Entretanto, a ideia de democracia como primazia
das liberdades individuais estaria ameaçada sem que o senso comum tivesse tal
percepção? Em regra, os líderes da era moderna que lutaram contra as ditaduras
de seus respectivos países têm por hábito falar em “revolução” como a chave
para democracia. A história registra inúmeras revoluções que não guiaram o povo
rumo à democracia, mas sim na direção de outras tiranias piores do que as
anteriores.
Mas e aquelas nações que implantaram regimes
democráticos, de fato estão imunes às tiranias? Agora, nos tempos modernos,
seria possível tiranias sem a presença de força bélica? Façamos um rápido
passeio pela história, com destaque para a americana.
Em
1854 foi organizado no Estado de Wisconsin (Norte dos EUA) o partido Republicano
como um partido de oposição à expansão da escravatura em novos
territórios.
Abraham Lincoln migrou do Partido Whig (dissolvido
em 1856) e se candidatou em 1860 pelo Partido Republicano. O Sul escravocrata
dominado pelo Partido Democrata não apoiou Lincoln. Os sulistas ficaram
insatisfeitos com as posições abolicionistas de Lincoln (eleito em nov/1860) e
formaram uma Confederação com sete Estados escravistas do Sul: Geórgia,
Alabama, Texas, Lousiana, Mississipi, Carolina do Sul e Flórida.
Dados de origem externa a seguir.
//! Descriptor parsing
//!
//! Turns raw JSON text into a typed descriptor tree. The orchestrator
//! decodes the text into a generic JSON value, resolves the root's type
//! tag, selects the single strategy that handles the resolved kind, and
//! drives recursion through a closure that re-enters the same algorithm
//! for nested objects. Parsing is all-or-nothing: any failure aborts the
//! whole call with a single [`ParseError`]; there is no partial tree.

pub mod resolver;
pub mod strategies;

pub use resolver::{resolve, resolve_lenient};
pub use strategies::{AtomicParseStrategy, LayoutParseStrategy, ParseStrategy, RecurseFn};

use sdui_core::config::ParserConfig;
use sdui_core::error::{ParseError, Result};
use sdui_core::types::Descriptor;
use serde_json::Value;
use tracing::trace;

/// Recursive, strategy-dispatched descriptor parser
///
/// The strategy list is an immutable value injected at construction; the
/// default set is the layout/atomic pair, which partitions the kind set
/// exhaustively and disjointly so exactly one strategy matches any
/// resolved kind.
pub struct ParseOrchestrator {
    strategies: Vec<Box<dyn ParseStrategy>>,
    config: ParserConfig,
}

impl Default for ParseOrchestrator {
    fn default() -> Self {
        Self::new(ParserConfig::default())
    }
}

impl ParseOrchestrator {
    /// Create an orchestrator with the default strategy pair
    #[must_use]
    pub fn new(config: ParserConfig) -> Self {
        Self::with_strategies(
            vec![Box::new(LayoutParseStrategy), Box::new(AtomicParseStrategy)],
            config,
        )
    }

    /// Create an orchestrator with an explicit strategy list
    #[must_use]
    pub fn with_strategies(strategies: Vec<Box<dyn ParseStrategy>>, config: ParserConfig) -> Self {
        Self { strategies, config }
    }

    /// Parse raw JSON text into a descriptor tree
    ///
    /// # Errors
    ///
    /// Returns [`ParseError::Syntax`] for malformed JSON,
    /// [`ParseError::MissingProperty`] when `type` or `id` is absent,
    /// [`ParseError::UnknownKind`] for a tag outside the closed set, and
    /// [`ParseError::DepthExceeded`] past the configured nesting limit.
    pub fn parse_str(&self, text: &str) -> Result<Descriptor> {
        let value: Value = serde_json::from_str(text)?;
        self.parse_value(&value, 0)
    }

    /// Parse one JSON node at the given nesting depth
    ///
    /// # Errors
    ///
    /// Same taxonomy as [`ParseOrchestrator::parse_str`].
    pub fn parse_value(&self, value: &Value, depth: usize) -> Result<Descriptor> {
        if depth > self.config.max_depth {
            return Err(ParseError::depth_exceeded(self.config.max_depth));
        }

        let obj = value
            .as_object()
            .ok_or_else(|| ParseError::missing_property("type"))?;
        let tag = obj
            .get("type")
            .and_then(Value::as_str)
            .ok_or_else(|| ParseError::missing_property("type"))?;

        let kind = if self.config.lenient_kinds {
            resolver::resolve_lenient(tag)?
        } else {
            resolver::resolve(tag)?
        };
        trace!(%kind, depth, "parsing descriptor node");

        // The layout/atomic partition is exhaustive, so a miss here means
        // the injected strategy list does not cover the closed set.
        let strategy = self
            .strategies
            .iter()
            .find(|strategy| strategy.can_handle(kind))
            .ok_or_else(|| ParseError::unknown_kind(tag))?;

        let recurse = |child: &Value, child_depth: usize| self.parse_value(child, child_depth);
        strategy.parse(obj, kind, depth, &recurse)
    }
}

#[cfg(test)]
mod tests {
    use super::*;
    use pretty_assertions::assert_eq;
    use sdui_core::types::ComponentKind;

    fn orchestrator() -> ParseOrchestrator {
        ParseOrchestrator::default()
    }

    #[test]
    fn parses_an_atomic_root() {
        let tree = orchestrator()
            .parse_str(r#"{"id":"b","type":"button","text":"Go"}"#)
            .expect("parses");
        assert_eq!(tree.id(), "b");
        assert_eq!(tree.kind(), ComponentKind::Button);
        assert!(tree.as_atomic().is_some());
    }

    #[test]
    fn malformed_json_is_a_syntax_error() {
        let err = orchestrator().parse_str("{not json").unwrap_err();
        assert!(matches!(err, ParseError::Syntax { location: Some(_), .. }));
    }

    #[test]
    fn missing_type_tag_is_reported() {
        let err = orchestrator()
            .parse_str(r#"{"id":"b","text":"Go"}"#)
            .unwrap_err();
        assert_eq!(err, ParseError::missing_property("type"));
    }

    #[test]
    fn non_object_root_is_missing_its_type() {
        let err = orchestrator().parse_str("[1,2,3]").unwrap_err();
        assert_eq!(err, ParseError::missing_property("type"));
    }

    #[test]
    fn unknown_tag_is_rejected() {
        let err = orchestrator()
            .parse_str(r#"{"id":"x","type":"hologram"}"#)
            .unwrap_err();
        assert_eq!(err, ParseError::unknown_kind("hologram"));
    }

    #[test]
    fn child_failure_aborts_the_whole_parse() {
        let err = orchestrator()
            .parse_str(r#"{"id":"root","type":"column","children":[{"type":"text"}]}"#)
            .unwrap_err();
        assert_eq!(err, ParseError::missing_property_in("id", "text"));
    }

    #[test]
    fn nesting_past_the_limit_fails_fast() {
        let config = ParserConfig {
            max_depth: 3,
            ..Default::default()
        };
        let mut text = r#"{"id":"leaf","type":"text","text":"deep"}"#.to_string();
        for level in 0..6 {
            text = format!(r#"{{"id":"n{level}","type":"box","children":[{text}]}}"#);
        }
        let err = ParseOrchestrator::new(config).parse_str(&text).unwrap_err();
        assert_eq!(err, ParseError::depth_exceeded(3));
    }

    #[test]
    fn lenient_config_accepts_cased_tags() {
        let config = ParserConfig {
            lenient_kinds: true,
            ..Default::default()
        };
        let tree = ParseOrchestrator::new(config)
            .parse_str(r#"{"id":"b","type":"Button","text":"Go"}"#)
            .expect("lenient parse");
        assert_eq!(tree.kind(), ComponentKind::Button);
    }

    #[test]
    fn parsing_is_deterministic() {
        let text = r#"{"id":"root","type":"row","children":[
            {"id":"t","type":"text","text":"hello","fontSize":12},
            {"id":"i","type":"image","url":"https://x/y.png"}
        ]}"#;
        let first = orchestrator().parse_str(text).expect("parses");
        let second = orchestrator().parse_str(text).expect("parses");
        assert_eq!(first, second);
    }
}
#![allow(missing_docs)]

use pretty_assertions::assert_eq;
use sdui_service::create_sdui_service;
use sdui_service::validator::{ValidationEngine, validate};

#[test]
fn independent_violations_are_all_reported() -> anyhow::Result<()> {
    let service = create_sdui_service();

    // Three independent rule violations on one node: missing text,
    // zero font size, bad emphasis.
    let tree = service.parse(
        r#"{"id":"t","type":"text","fontSize":0,"emphasis":"shouty"}"#,
    )?;
    let result = validate(&tree);

    assert_eq!(result.error_count(), 3);
    Ok(())
}

#[test]
fn one_bad_leaf_is_found_at_any_depth() -> anyhow::Result<()> {
    let service = create_sdui_service();

    let mut text = r#"{"id":"needle","type":"image"}"#.to_string();
    for level in 0..12 {
        text = format!(r#"{{"id":"wrap{level}","type":"column","children":[{text}]}}"#);
    }

    let tree = service.parse(&text)?;
    let result = service.validate(&tree);

    assert!(result.is_failure());
    assert_eq!(result.error_count(), 1);
    assert!(
        result.errors()[0].contains("needle"),
        "error must identify the leaf: {}",
        result.errors()[0]
    );
    Ok(())
}

#[test]
fn sibling_errors_accumulate_in_order() -> anyhow::Result<()> {
    let service = create_sdui_service();

    let tree = service.parse(
        r#"{
            "id": "root",
            "type": "row",
            "children": [
                {"id": "first", "type": "image"},
                {"id": "mid", "type": "text", "text": "fine"},
                {"id": "last", "type": "fab"}
            ]
        }"#,
    )?;
    let result = service.validate(&tree);

    assert_eq!(result.error_count(), 2);
    assert!(result.errors()[0].contains("first"));
    assert!(result.errors()[1].contains("last"));
    Ok(())
}

#[test]
fn select_and_slider_rules() -> anyhow::Result<()> {
    let service = create_sdui_service();

    let tree = service.parse(r#"{"id":"s","type":"select","options":[]}"#)?;
    let result = service.validate(&tree);
    assert_eq!(result.error_count(), 1);
    assert!(result.errors()[0].contains("option"));

    let tree = service.parse(
        r#"{"id":"vol","type":"slider","minValue":10.0,"maxValue":10.0}"#,
    )?;
    let result = service.validate(&tree);
    assert_eq!(result.error_count(), 1);
    assert!(result.errors()[0].contains("less than"));
    Ok(())
}

#[test]
fn item_template_defects_are_reported() -> anyhow::Result<()> {
    let service = create_sdui_service();

    let tree = service.parse(
        r#"{
            "id": "feed",
            "type": "list",
            "items": [{"n": 1}],
            "itemTemplate": {"id": "cell", "type": "button"}
        }"#,
    )?;
    let result = service.validate(&tree);

    assert_eq!(result.error_count(), 1);
    assert!(result.errors()[0].contains("cell"));
    Ok(())
}

#[test]
fn a_clean_tree_is_a_success() -> anyhow::Result<()> {
    let service = create_sdui_service();

    let tree = service.parse(
        r#"{
            "id": "home",
            "type": "column",
            "alignment": "center",
            "children": [
                {"id": "hero", "type": "image", "url": "https://cdn/x.png", "contentFit": "cover"},
                {"id": "cta", "type": "button", "text": "Start", "actionId": "start"},
                {"id": "more", "type": "fab", "icon": "plus"}
            ]
        }"#,
    )?;

    let result = ValidationEngine::new().validate(&tree);
    assert!(result.is_success(), "unexpected errors: {result}");
    assert_eq!(result.errors(), &[] as &[String]);
    Ok(())
}
//! Main validation engine
//!
//! Runs every applicable validator strategy against a descriptor and
//! flattens their error lists. There is no short-circuit: every
//! applicable validator always runs, so multiple unrelated defects on
//! one node are all reported, and the recursive child validator re-enters
//! the engine for arbitrary depth. Callers must not assume a bounded
//! result size.

use sdui_core::types::Descriptor;
use sdui_core::validation::ValidationResult;
use tracing::debug;

use super::validators::ValidatorRegistry;

/// Strategy-driven, accumulate-all descriptor validator
pub struct ValidationEngine {
    registry: ValidatorRegistry,
}

impl Default for ValidationEngine {
    fn default() -> Self {
        Self::new()
    }
}

impl ValidationEngine {
    /// Create an engine with the default validator set
    #[must_use]
    pub fn new() -> Self {
        Self::with_registry(ValidatorRegistry::new())
    }

    /// Create an engine with an explicit registry
    #[must_use]
    pub fn with_registry(registry: ValidatorRegistry) -> Self {
        Self { registry }
    }

    /// Validate a descriptor tree
    #[must_use]
    pub fn validate(&self, descriptor: &Descriptor) -> ValidationResult {
        let errors = self.collect_errors(descriptor);
        if !errors.is_empty() {
            debug!(
                component = descriptor.id(),
                count = errors.len(),
                "descriptor validation failed"
            );
        }
        ValidationResult::from_errors(errors)
    }

    /// Run every applicable strategy on one node, in registry order
    ///
    /// The recursive child validator calls back into this method for
    /// each child, which is how errors from arbitrary depth end up in a
    /// single flattened list.
    #[must_use]
    pub fn collect_errors(&self, descriptor: &Descriptor) -> Vec<String> {
        self.registry
            .validators()
            .iter()
            .filter(|validator| validator.applies(descriptor))
            .flat_map(|validator| validator.check(descriptor, self))
            .collect()
    }
}

#[cfg(test)]
mod tests {
    use super::*;
    use crate::validator::validators::ValidatorStrategy;
    use pretty_assertions::assert_eq;
    use sdui_core::types::{AtomicDescriptor, ComponentKind, Descriptor, LayoutDescriptor};

    #[test]
    fn valid_tree_passes() {
        let mut button = AtomicDescriptor::new("ok", ComponentKind::Button);
        button.text = Some("Go".to_string());
        let mut root = LayoutDescriptor::new("root", ComponentKind::Column);
        root.children.push(Descriptor::Atomic(button));

        let result = ValidationEngine::new().validate(&Descriptor::Layout(root));
        assert!(result.is_success());
    }

    #[test]
    fn all_applicable_validators_run() {
        // One node, two independent defects from two different
        // strategies: missing text (required) and zero font size
        // (bounds).
        let mut text = AtomicDescriptor::new("t", ComponentKind::Text);
        text.font_size = Some(0);

        let result = ValidationEngine::new().validate(&Descriptor::Atomic(text));
        assert_eq!(result.error_count(), 2);
    }

    #[test]
    fn custom_validators_extend_the_registry() {
        struct IdPrefixValidator;
        impl ValidatorStrategy for IdPrefixValidator {
            fn name(&self) -> &str {
                "id_prefix_validator"
            }
            fn applies(&self, _descriptor: &Descriptor) -> bool {
                true
            }
            fn check(&self, descriptor: &Descriptor, _engine: &ValidationEngine) -> Vec<String> {
                if descriptor.id().starts_with("app-") {
                    Vec::new()
                } else {
                    vec![format!("component '{}': id lacks app prefix", descriptor.id())]
                }
            }
        }

        let mut registry = ValidatorRegistry::new();
        registry.add_validator(Box::new(IdPrefixValidator));
        let engine = ValidationEngine::with_registry(registry);

        let mut button = AtomicDescriptor::new("go", ComponentKind::Button);
        button.text = Some("Go".to_string());
        let result = engine.validate(&Descriptor::Atomic(button));
        assert_eq!(result.error_count(), 1);
        assert!(result.errors()[0].contains("prefix"));
    }
}
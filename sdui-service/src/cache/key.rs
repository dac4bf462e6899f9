//! Content-addressed cache keys
//!
//! A key is a 128-bit digest of the raw input text: the leading 16 bytes
//! of its blake3 hash. Keys are whitespace- and case-sensitive by design
//! (no normalization before hashing), so byte-identical text yields the
//! identical key and any difference yields, with overwhelming
//! probability, a different one. Collisions are not handled; key
//! equality is treated as content equality.

use std::fmt;

/// 128-bit content digest of a raw input text
#[derive(Debug, Clone, Copy, PartialEq, Eq, Hash)]
pub struct CacheKey([u8; 16]);

impl CacheKey {
    /// Hash raw input text into a key
    #[must_use]
    pub fn from_text(text: &str) -> Self {
        let digest = blake3::hash(text.as_bytes());
        let mut bytes = [0u8; 16];
        bytes.copy_from_slice(&digest.as_bytes()[..16]);
        Self(bytes)
    }

    /// The digest bytes
    #[must_use]
    pub fn as_bytes(&self) -> &[u8; 16] {
        &self.0
    }

    /// The digest as lowercase hex
    #[must_use]
    pub fn to_hex(&self) -> String {
        self.0.iter().map(|byte| format!("{byte:02x}")).collect()
    }
}

impl fmt::Display for CacheKey {
    fn fmt(&self, f: &mut fmt::Formatter<'_>) -> fmt::Result {
        f.write_str(&self.to_hex())
    }
}

#[cfg(test)]
mod tests {
    use super::*;
    use pretty_assertions::assert_eq;

    #[test]
    fn identical_text_yields_identical_keys() {
        let text = r#"{"id":"a","type":"text","text":"hi"}"#;
        assert_eq!(CacheKey::from_text(text), CacheKey::from_text(text));
    }

    #[test]
    fn any_byte_difference_changes_the_key() {
        let compact = r#"{"id":"a","type":"text"}"#;
        let spaced = r#"{"id": "a", "type": "text"}"#;
        let cased = r#"{"id":"A","type":"text"}"#;
        assert_ne!(CacheKey::from_text(compact), CacheKey::from_text(spaced));
        assert_ne!(CacheKey::from_text(compact), CacheKey::from_text(cased));
    }

    #[test]
    fn hex_rendering_is_32_chars() {
        let key = CacheKey::from_text("anything");
        assert_eq!(key.to_hex().len(), 32);
        assert_eq!(key.to_string(), key.to_hex());
    }
}
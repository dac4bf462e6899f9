//! Recursive child validation
//!
//! For layout nodes, re-invokes the whole validation engine on every
//! child and on the item template, appending their error lists. This is
//! the single recursion point through which validation reaches arbitrary
//! depth; no other part of the engine special-cases nesting.

use sdui_core::types::Descriptor;

use super::ValidatorStrategy;
use crate::validator::engine::ValidationEngine;

/// Validator that descends into layout children
pub struct ChildDescriptorValidator {
    name: String,
}

impl Default for ChildDescriptorValidator {
    fn default() -> Self {
        Self::new()
    }
}

impl ChildDescriptorValidator {
    /// Create a new child validator
    #[must_use]
    pub fn new() -> Self {
        Self {
            name: "child_descriptor_validator".to_string(),
        }
    }
}

impl ValidatorStrategy for ChildDescriptorValidator {
    fn name(&self) -> &str {
        &self.name
    }

    fn applies(&self, descriptor: &Descriptor) -> bool {
        descriptor.is_layout()
    }

    fn check(&self, descriptor: &Descriptor, engine: &ValidationEngine) -> Vec<String> {
        let Some(layout) = descriptor.as_layout() else {
            return Vec::new();
        };

        let mut errors = Vec::new();
        for child in &layout.children {
            errors.extend(engine.collect_errors(child));
        }
        if let Some(template) = &layout.item_template {
            errors.extend(engine.collect_errors(template));
        }
        errors
    }
}

#[cfg(test)]
mod tests {
    use super::*;
    use pretty_assertions::assert_eq;
    use sdui_core::types::{AtomicDescriptor, ComponentKind, LayoutDescriptor};

    #[test]
    fn child_errors_surface_through_the_engine() {
        let mut root = LayoutDescriptor::new("root", ComponentKind::Column);
        // A text leaf with no text: exactly one defect below the root.
        root.children
            .push(Descriptor::Atomic(AtomicDescriptor::new(
                "broken-leaf",
                ComponentKind::Text,
            )));
        let engine = ValidationEngine::new();
        let errors =
            ChildDescriptorValidator::new().check(&Descriptor::Layout(root), &engine);
        assert_eq!(errors.len(), 1);
        assert!(errors[0].contains("broken-leaf"));
    }

    #[test]
    fn item_template_is_validated_too() {
        let mut list = LayoutDescriptor::new("l", ComponentKind::List);
        list.item_template = Some(Box::new(Descriptor::Atomic(AtomicDescriptor::new(
            "tpl",
            ComponentKind::Image,
        ))));
        let engine = ValidationEngine::new();
        let errors = ChildDescriptorValidator::new().check(&Descriptor::Layout(list), &engine);
        assert_eq!(errors.len(), 1);
        assert!(errors[0].contains("tpl"));
    }

    #[test]
    fn does_not_apply_to_leaves() {
        let node = Descriptor::Atomic(AtomicDescriptor::new("t", ComponentKind::Text));
        assert!(!ChildDescriptorValidator::new().applies(&node));
    }
}
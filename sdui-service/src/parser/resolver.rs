//! Type tag resolution
//!
//! Maps JSON `type` tags to the closed [`ComponentKind`] set. The
//! case-sensitive [`resolve`] is primary; [`resolve_lenient`] exists for
//! callers that accept differently-cased tags. Both are stateless.

use once_cell::sync::Lazy;
use sdui_core::error::{ParseError, Result};
use sdui_core::types::ComponentKind;
use std::collections::HashMap;

static KIND_TABLE: Lazy<HashMap<&'static str, ComponentKind>> = Lazy::new(|| {
    ComponentKind::ALL
        .iter()
        .map(|kind| (kind.tag(), *kind))
        .collect()
});

/// Resolve a type tag to a component kind, case-sensitively
///
/// # Errors
///
/// Returns [`ParseError::UnknownKind`] if the tag is not in the closed set.
pub fn resolve(tag: &str) -> Result<ComponentKind> {
    KIND_TABLE
        .get(tag)
        .copied()
        .ok_or_else(|| ParseError::unknown_kind(tag))
}

/// Resolve a type tag to a component kind, ignoring ASCII case
///
/// # Errors
///
/// Returns [`ParseError::UnknownKind`] if no tag matches under any casing.
pub fn resolve_lenient(tag: &str) -> Result<ComponentKind> {
    KIND_TABLE
        .iter()
        .find(|(candidate, _)| candidate.eq_ignore_ascii_case(tag))
        .map(|(_, kind)| *kind)
        .ok_or_else(|| ParseError::unknown_kind(tag))
}

#[cfg(test)]
mod tests {
    use super::*;
    use pretty_assertions::assert_eq;

    #[test]
    fn resolves_every_canonical_tag() {
        for kind in ComponentKind::ALL {
            assert_eq!(resolve(kind.tag()).expect("canonical tag"), kind);
        }
    }

    #[test]
    fn rejects_unknown_tags() {
        let err = resolve("blink").unwrap_err();
        assert!(matches!(err, ParseError::UnknownKind { tag } if tag == "blink"));
    }

    #[test]
    fn strict_resolution_is_case_sensitive() {
        assert!(resolve("Button").is_err());
        assert!(resolve("textfield").is_err());
    }

    #[test]
    fn lenient_resolution_ignores_case() {
        assert_eq!(
            resolve_lenient("BUTTON").expect("lenient"),
            ComponentKind::Button
        );
        assert_eq!(
            resolve_lenient("textfield").expect("lenient"),
            ComponentKind::TextField
        );
        assert!(resolve_lenient("blink").is_err());
    }
}
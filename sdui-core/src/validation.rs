//! Validation result type
//!
//! Validation is fail-soft: every applicable check runs and every failure
//! is reported, so a single result can carry an unbounded number of
//! messages for an arbitrarily deep tree.

use serde::{Deserialize, Serialize};
use std::fmt;

/// Outcome of validating a descriptor tree
///
/// Either `Success`, or `Failure` holding an ordered, non-empty list of
/// human-readable error strings. The non-empty invariant holds by
/// construction: [`ValidationResult::from_errors`] maps an empty list to
/// `Success` and is the only intended way to build a result.
#[derive(Debug, Clone, PartialEq, Eq, Serialize, Deserialize)]
pub enum ValidationResult {
    /// All applicable checks passed
    Success,
    /// One or more checks failed
    Failure(Vec<String>),
}

impl ValidationResult {
    /// Build a result from accumulated error messages
    ///
    /// An empty list means every check passed.
    #[must_use]
    pub fn from_errors(errors: Vec<String>) -> Self {
        if errors.is_empty() {
            Self::Success
        } else {
            Self::Failure(errors)
        }
    }

    /// Whether validation passed
    #[must_use]
    pub fn is_success(&self) -> bool {
        matches!(self, Self::Success)
    }

    /// Whether validation failed
    #[must_use]
    pub fn is_failure(&self) -> bool {
        !self.is_success()
    }

    /// Accumulated error messages, empty on success
    #[must_use]
    pub fn errors(&self) -> &[String] {
        match self {
            Self::Success => &[],
            Self::Failure(errors) => errors,
        }
    }

    /// Number of accumulated errors
    #[must_use]
    pub fn error_count(&self) -> usize {
        self.errors().len()
    }

    /// One-line summary of the outcome
    #[must_use]
    pub fn summary(&self) -> String {
        match self {
            Self::Success => "Validation passed".to_string(),
            Self::Failure(errors) => {
                format!("Validation failed with {} errors", errors.len())
            }
        }
    }
}

impl fmt::Display for ValidationResult {
    fn fmt(&self, f: &mut fmt::Formatter<'_>) -> fmt::Result {
        writeln!(f, "{}", self.summary())?;
        for error in self.errors() {
            writeln!(f, "  {error}")?;
        }
        Ok(())
    }
}
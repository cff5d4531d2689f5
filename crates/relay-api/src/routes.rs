//! # Routes
//!
//! Axum router configuration for the payment-intent relay.
//! The four API routes are registered explicitly; everything else falls
//! through to the static checkout assets.

use crate::handlers;
use crate::state::AppState;
use axum::{
    routing::{get, post},
    Router,
};
use tower_http::{services::ServeDir, trace::TraceLayer};

/// Create the main application router
///
/// Routes:
/// - GET  /config                - Publishable key for the checkout client
/// - POST /create-payment-intent - Create an intent, reply with its client secret
/// - POST /update-payment-intent - Change the amount on an existing intent
/// - POST /webhook               - Verified processor notifications
/// - GET  /*                     - Static checkout assets (index.html, js, css)
///
/// Wrong methods on registered paths get a 405 from the method router;
/// unknown paths go to the static fallback, which 404s when the file is
/// missing.
pub fn create_router(state: AppState) -> Router {
    let static_assets = ServeDir::new(&state.config.static_dir);

    Router::new()
        .route("/config", get(handlers::get_config))
        .route("/create-payment-intent", post(handlers::create_payment_intent))
        .route("/update-payment-intent", post(handlers::update_payment_intent))
        .route("/webhook", post(handlers::webhook))
        .fallback_service(static_assets)
        .layer(TraceLayer::new_for_http())
        .with_state(state)
}

#[cfg(test)]
mod tests {
    use super::*;
    use async_trait::async_trait;
    use axum::body::Body;
    use axum::http::{Request, StatusCode};
    use relay_core::{
        CreateIntentParams, PaymentIntent, PaymentProcessor, ProcessorError, ProcessorResult,
        UpdateIntentParams,
    };
    use std::sync::Arc;
    use tower::ServiceExt;

    // None of these requests should ever reach the processor.
    struct UnreachableProcessor;

    #[async_trait]
    impl PaymentProcessor for UnreachableProcessor {
        async fn create_payment_intent(
            &self,
            _params: &CreateIntentParams,
        ) -> ProcessorResult<PaymentIntent> {
            Err(ProcessorError::Network("not wired in this test".to_string()))
        }

        async fn update_payment_intent(
            &self,
            _intent_id: &str,
            _params: &UpdateIntentParams,
        ) -> ProcessorResult<PaymentIntent> {
            Err(ProcessorError::Network("not wired in this test".to_string()))
        }

        fn processor_name(&self) -> &'static str {
            "unreachable"
        }
    }

    fn app_with_static_dir(static_dir: &str) -> Router {
        create_router(AppState {
            processor: Arc::new(UnreachableProcessor),
            publishable_key: "pk_test_abc123".to_string(),
            webhook_secret: "whsec_test_secret".to_string(),
            config: crate::state::AppConfig {
                host: "127.0.0.1".to_string(),
                port: 4242,
                static_dir: static_dir.to_string(),
            },
        })
    }

    async fn request(app: Router, method: &str, path: &str) -> (StatusCode, Vec<u8>) {
        let request = Request::builder()
            .method(method)
            .uri(path)
            .body(Body::empty())
            .unwrap();

        let response = app.oneshot(request).await.unwrap();
        let status = response.status();
        let bytes = axum::body::to_bytes(response.into_body(), usize::MAX)
            .await
            .unwrap();
        (status, bytes.to_vec())
    }

    #[tokio::test]
    async fn test_wrong_methods_are_rejected() {
        let dir = tempfile::tempdir().unwrap();

        let (status, body) = request(
            app_with_static_dir(dir.path().to_str().unwrap()),
            "POST",
            "/config",
        )
        .await;
        assert_eq!(status, StatusCode::METHOD_NOT_ALLOWED);
        assert!(body.is_empty());

        let (status, _) = request(
            app_with_static_dir(dir.path().to_str().unwrap()),
            "GET",
            "/webhook",
        )
        .await;
        assert_eq!(status, StatusCode::METHOD_NOT_ALLOWED);

        let (status, _) = request(
            app_with_static_dir(dir.path().to_str().unwrap()),
            "GET",
            "/create-payment-intent",
        )
        .await;
        assert_eq!(status, StatusCode::METHOD_NOT_ALLOWED);

        let (status, _) = request(
            app_with_static_dir(dir.path().to_str().unwrap()),
            "DELETE",
            "/update-payment-intent",
        )
        .await;
        assert_eq!(status, StatusCode::METHOD_NOT_ALLOWED);
    }

    #[tokio::test]
    async fn test_unmatched_paths_serve_static_assets() {
        let dir = tempfile::tempdir().unwrap();
        std::fs::write(dir.path().join("index.html"), "<html>checkout</html>").unwrap();
        std::fs::write(dir.path().join("app.js"), "console.log('pay');").unwrap();

        let (status, body) = request(
            app_with_static_dir(dir.path().to_str().unwrap()),
            "GET",
            "/app.js",
        )
        .await;
        assert_eq!(status, StatusCode::OK);
        assert_eq!(body, b"console.log('pay');");

        // Directory requests resolve to index.html.
        let (status, body) = request(
            app_with_static_dir(dir.path().to_str().unwrap()),
            "GET",
            "/",
        )
        .await;
        assert_eq!(status, StatusCode::OK);
        assert_eq!(body, b"<html>checkout</html>");
    }

    #[tokio::test]
    async fn test_missing_static_asset_is_404() {
        let dir = tempfile::tempdir().unwrap();

        let (status, _) = request(
            app_with_static_dir(dir.path().to_str().unwrap()),
            "GET",
            "/nope.css",
        )
        .await;
        assert_eq!(status, StatusCode::NOT_FOUND);
    }
}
Começa a Guerra de Secessão que vai de abril de
1861 a maio de 1865. No meio da Guerra, em 01/01/1863, Lincoln aboliu a
escravatura. Mas só em 1865 é que o Congresso Americano declarou extinta
oficialmente a escravidão nos EUA por meio da 13ª Emenda Constitucional. Mas alguns
Estados do Sul (Louisiana, Mississippi e Carolina do Sul) burlaram os direitos
dos ex-escravos e este problema se arrastou até os anos de 1960.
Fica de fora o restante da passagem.